◆ **What is being asked**: Only lines containing the string "quoted" belong in the answer; find them in the records and copy them.

(Stored records)

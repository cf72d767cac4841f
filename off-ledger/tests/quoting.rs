use scrypto::prelude::*;

use common::structs::*;
use off_ledger::market::*;
use off_ledger::MarketError;

fn assert_close(actual: PreciseDecimal, expected: PreciseDecimal) {
    let tolerance = pdec!("0.000000001");
    let delta = actual.checked_sub(expected).unwrap().checked_abs().unwrap();
    assert!(
        delta < tolerance,
        "expected {:?} within {:?} of {:?}",
        actual,
        tolerance,
        expected
    );
}

fn assert_close_dec(actual: Decimal, expected: Decimal) {
    assert_close(PreciseDecimal::from(actual), PreciseDecimal::from(expected));
}

/// The reference scenario: a fresh balanced 100/100 pool with a very
/// steep curve, quoted one full period before maturity.
fn steep_market() -> (MarketState, MarketFee, i64) {
    let market_state = MarketState {
        total_pt: dec!(100),
        total_asset: dec!(100),
        scalar_root: dec!(0.1),
        last_ln_implied_rate: pdec!("0.1"),
    };
    let market_fee = MarketFee {
        fee_rate: pdec!("0.01"),
        reserve_fee_percent: dec!(0.5),
    };
    (market_state, market_fee, 31_536_000)
}

/// A deeper pool with a realistic scalar, quoted half a period out.
fn deep_market() -> (MarketState, MarketFee, i64) {
    let market_state = MarketState {
        total_pt: dec!(1000),
        total_asset: dec!(1000),
        scalar_root: dec!(50),
        last_ln_implied_rate: pdec!("0.05"),
    };
    let market_fee = MarketFee {
        fee_rate: pdec!("0.01"),
        reserve_fee_percent: dec!(0.5),
    };
    (market_state, market_fee, 15_768_000)
}

#[test]
fn steep_market_curve_parameters() {
    let (market_state, _, time_to_expiry) = steep_market();

    let market_compute = compute_market(&market_state, time_to_expiry).unwrap();

    // One full period to expiry leaves the scalar root untouched.
    assert_eq!(market_compute.rate_scalar, dec!(0.1));
    // Balanced pool: the anchor is exactly e^0.1.
    assert_close(market_compute.rate_anchor, pdec!("1.105170918075647624"));
}

#[test]
fn steep_market_rejects_a_one_pt_buy() {
    // With a rate scalar of 0.1 even a 1 PT buy pushes the implied
    // exchange rate below parity; the trade is economically invalid and
    // must be refused, not priced.
    let (market_state, market_fee, time_to_expiry) = steep_market();
    let market_compute = compute_market(&market_state, time_to_expiry).unwrap();

    let result = calc_trade(
        dec!(1),
        time_to_expiry,
        &market_state,
        &market_compute,
        &market_fee,
        &NumericContext::default(),
    );

    assert!(matches!(result, Err(MarketError::NonInvertibleRate(_))));
}

#[test]
fn steep_market_one_pt_sell_reference_values() {
    let (market_state, market_fee, time_to_expiry) = steep_market();
    let market_compute = compute_market(&market_state, time_to_expiry).unwrap();

    let quote = calc_trade(
        dec!(-1),
        time_to_expiry,
        &market_state,
        &market_compute,
        &market_fee,
        &NumericContext::default(),
    )
    .unwrap();

    assert_close(quote.pre_fee_exchange_rate, pdec!("1.305177585142342865"));
    assert_close(quote.total_fees, pdec!("0.007623611042743106"));
    assert_close(quote.reserve_fees, pdec!("0.003811805521371553"));
    assert_close(quote.trading_fees, pdec!("0.003811805521371553"));
    assert_close_dec(quote.net_amount, dec!("0.758555651751553079"));
}

#[test]
fn deep_market_buy_and_sell_reference_values() {
    let (market_state, market_fee, time_to_expiry) = deep_market();
    let market_compute = compute_market(&market_state, time_to_expiry).unwrap();
    let ctx = NumericContext::default();

    assert_eq!(market_compute.rate_scalar, dec!(100));
    assert_close(market_compute.rate_anchor, pdec!("1.025315120524428840"));

    let buy = calc_trade(
        dec!(100),
        time_to_expiry,
        &market_state,
        &market_compute,
        &market_fee,
        &ctx,
    )
    .unwrap();

    assert_close(buy.pre_fee_exchange_rate, pdec!("1.023308413569807329"));
    assert_close(buy.total_fees, pdec!("0.489834813525563061"));
    assert_close(buy.reserve_fees, pdec!("0.244917406762781530"));
    assert_close_dec(buy.net_amount, dec!("97.722249396103759074"));

    let sell = calc_trade(
        dec!(-100),
        time_to_expiry,
        &market_state,
        &market_compute,
        &market_fee,
        &ctx,
    )
    .unwrap();

    assert_close(sell.pre_fee_exchange_rate, pdec!("1.027321827479050352"));
    assert_close(sell.total_fees, pdec!("0.485487670359013627"));
    assert_close_dec(sell.net_amount, dec!("96.854992523068248841"));

    // The fee sandwich: buying 100 PT costs more asset than selling
    // 100 PT returns.
    assert!(buy.net_amount > sell.net_amount);
}

#[test]
fn quotes_are_deterministic() {
    let (market_state, market_fee, time_to_expiry) = deep_market();
    let ctx = NumericContext::default();

    let first_compute = compute_market(&market_state, time_to_expiry).unwrap();
    let second_compute = compute_market(&market_state, time_to_expiry).unwrap();
    assert_eq!(first_compute.rate_scalar, second_compute.rate_scalar);
    assert_eq!(first_compute.rate_anchor, second_compute.rate_anchor);

    let first = calc_trade(
        dec!(-25),
        time_to_expiry,
        &market_state,
        &first_compute,
        &market_fee,
        &ctx,
    )
    .unwrap();
    let second = calc_trade(
        dec!(-25),
        time_to_expiry,
        &market_state,
        &second_compute,
        &market_fee,
        &ctx,
    )
    .unwrap();

    assert_eq!(first.net_amount, second.net_amount);
    assert_eq!(first.pre_fee_exchange_rate, second.pre_fee_exchange_rate);
    assert_eq!(first.total_fees, second.total_fees);
    assert_eq!(first.reserve_fees, second.reserve_fees);
    assert_eq!(first.trading_fees, second.trading_fees);
}

#[test]
fn zero_fee_rate_collects_nothing() {
    let (market_state, _, time_to_expiry) = deep_market();
    let market_compute = compute_market(&market_state, time_to_expiry).unwrap();
    let market_fee = MarketFee {
        fee_rate: PreciseDecimal::ZERO,
        reserve_fee_percent: dec!(0.5),
    };
    let ctx = NumericContext::default();

    for net_pt_amount in [dec!(100), dec!(-100)] {
        let quote = calc_trade(
            net_pt_amount,
            time_to_expiry,
            &market_state,
            &market_compute,
            &market_fee,
            &ctx,
        )
        .unwrap();

        assert_eq!(quote.total_fees, PreciseDecimal::ZERO);
        assert_eq!(quote.reserve_fees, PreciseDecimal::ZERO);
        assert_eq!(quote.trading_fees, PreciseDecimal::ZERO);
    }

    // With no fee the sell side pays out the pre-fee amount untouched.
    let sell = calc_trade(
        dec!(-100),
        time_to_expiry,
        &market_state,
        &market_compute,
        &market_fee,
        &ctx,
    )
    .unwrap();
    assert_close_dec(sell.net_amount, dec!("97.340480193427262468"));
}

#[test]
fn zero_reserve_share_leaves_everything_to_liquidity_providers() {
    let (market_state, _, time_to_expiry) = deep_market();
    let market_compute = compute_market(&market_state, time_to_expiry).unwrap();
    let market_fee = MarketFee {
        fee_rate: pdec!("0.01"),
        reserve_fee_percent: Decimal::ZERO,
    };

    let quote = calc_trade(
        dec!(-100),
        time_to_expiry,
        &market_state,
        &market_compute,
        &market_fee,
        &NumericContext::default(),
    )
    .unwrap();

    assert_eq!(quote.reserve_fees, PreciseDecimal::ZERO);
    assert_eq!(quote.trading_fees, quote.total_fees);
}

#[test]
fn trades_exceeding_liquidity_are_rejected() {
    let (market_state, market_fee, time_to_expiry) = steep_market();
    let market_compute = compute_market(&market_state, time_to_expiry).unwrap();
    let ctx = NumericContext::default();

    // Draining the PT reserve exactly (proportion 0), overdraining it
    // (proportion < 0), and overfilling it (proportion >= 1).
    for net_pt_amount in [dec!(100), dec!(150), dec!(-100), dec!(-150)] {
        let result = calc_trade(
            net_pt_amount,
            time_to_expiry,
            &market_state,
            &market_compute,
            &market_fee,
            &ctx,
        );
        assert!(
            matches!(result, Err(MarketError::DegenerateProportion(_))),
            "net_pt_amount {:?} produced {:?}",
            net_pt_amount,
            result
        );
    }
}

#[test]
fn implied_rate_matches_the_anchor_derivation() {
    let (market_state, _, time_to_expiry) = deep_market();
    let market_compute = compute_market(&market_state, time_to_expiry).unwrap();

    let ln_implied_rate =
        market_implied_rate(&market_state, &market_compute, time_to_expiry).unwrap();

    // The balanced pool still encodes the rate of the last trade.
    assert_close(ln_implied_rate, pdec!("0.05"));
}

#[test]
fn settlement_rebalance_keeps_the_buy_side_positive() {
    // On a buy the raw net amount is negative (asset flowing into the
    // pool); the reserve fee is added back before taking the absolute
    // value. With an asymmetric split the buyer's total is the pre-fee
    // amount plus the liquidity providers' share net of the reserve's.
    let (market_state, _, time_to_expiry) = deep_market();
    let market_compute = compute_market(&market_state, time_to_expiry).unwrap();
    let market_fee = MarketFee {
        fee_rate: pdec!("0.01"),
        reserve_fee_percent: dec!(0.25),
    };

    let quote = calc_trade(
        dec!(100),
        time_to_expiry,
        &market_state,
        &market_compute,
        &market_fee,
        &NumericContext::default(),
    )
    .unwrap();

    assert!(quote.net_amount > Decimal::ZERO);
    assert_close_dec(quote.net_amount, dec!("97.967166802866540604"));
}

mod fee_split {
    use super::*;
    use proptest::prelude::*;

    proptest! {
        #[test]
        fn split_always_sums_back_to_the_total(
            raw_fee in -1_000_000_000_000i64..1_000_000_000_000i64,
            percent in 0u8..=100u8,
        ) {
            let total_fees = PreciseDecimal::from(raw_fee)
                .checked_div(pdec!(1000000))
                .unwrap();
            let reserve_fee_percent =
                Decimal::from(percent).checked_div(dec!(100)).unwrap();

            for ctx in [
                NumericContext::default(),
                NumericContext::new(6, RoundingMode::AwayFromZero),
            ] {
                let (reserve_fees, trading_fees) =
                    split_fee(total_fees, reserve_fee_percent, &ctx).unwrap();

                prop_assert_eq!(
                    reserve_fees.checked_add(trading_fees).unwrap(),
                    total_fees
                );
            }
        }

        #[test]
        fn full_reserve_share_takes_the_whole_fee(
            raw_fee in 0i64..1_000_000_000i64,
        ) {
            let total_fees = PreciseDecimal::from(raw_fee)
                .checked_div(pdec!(1000))
                .unwrap();

            let (reserve_fees, trading_fees) =
                split_fee(total_fees, dec!(1), &NumericContext::default()).unwrap();

            prop_assert_eq!(reserve_fees, total_fees);
            prop_assert_eq!(trading_fees, PreciseDecimal::ZERO);
        }
    }
}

◆ **Exercise answer**:
/// steep curve, quoted one full period before maturity.
/// A deeper pool with a realistic scalar, quoted half a period out.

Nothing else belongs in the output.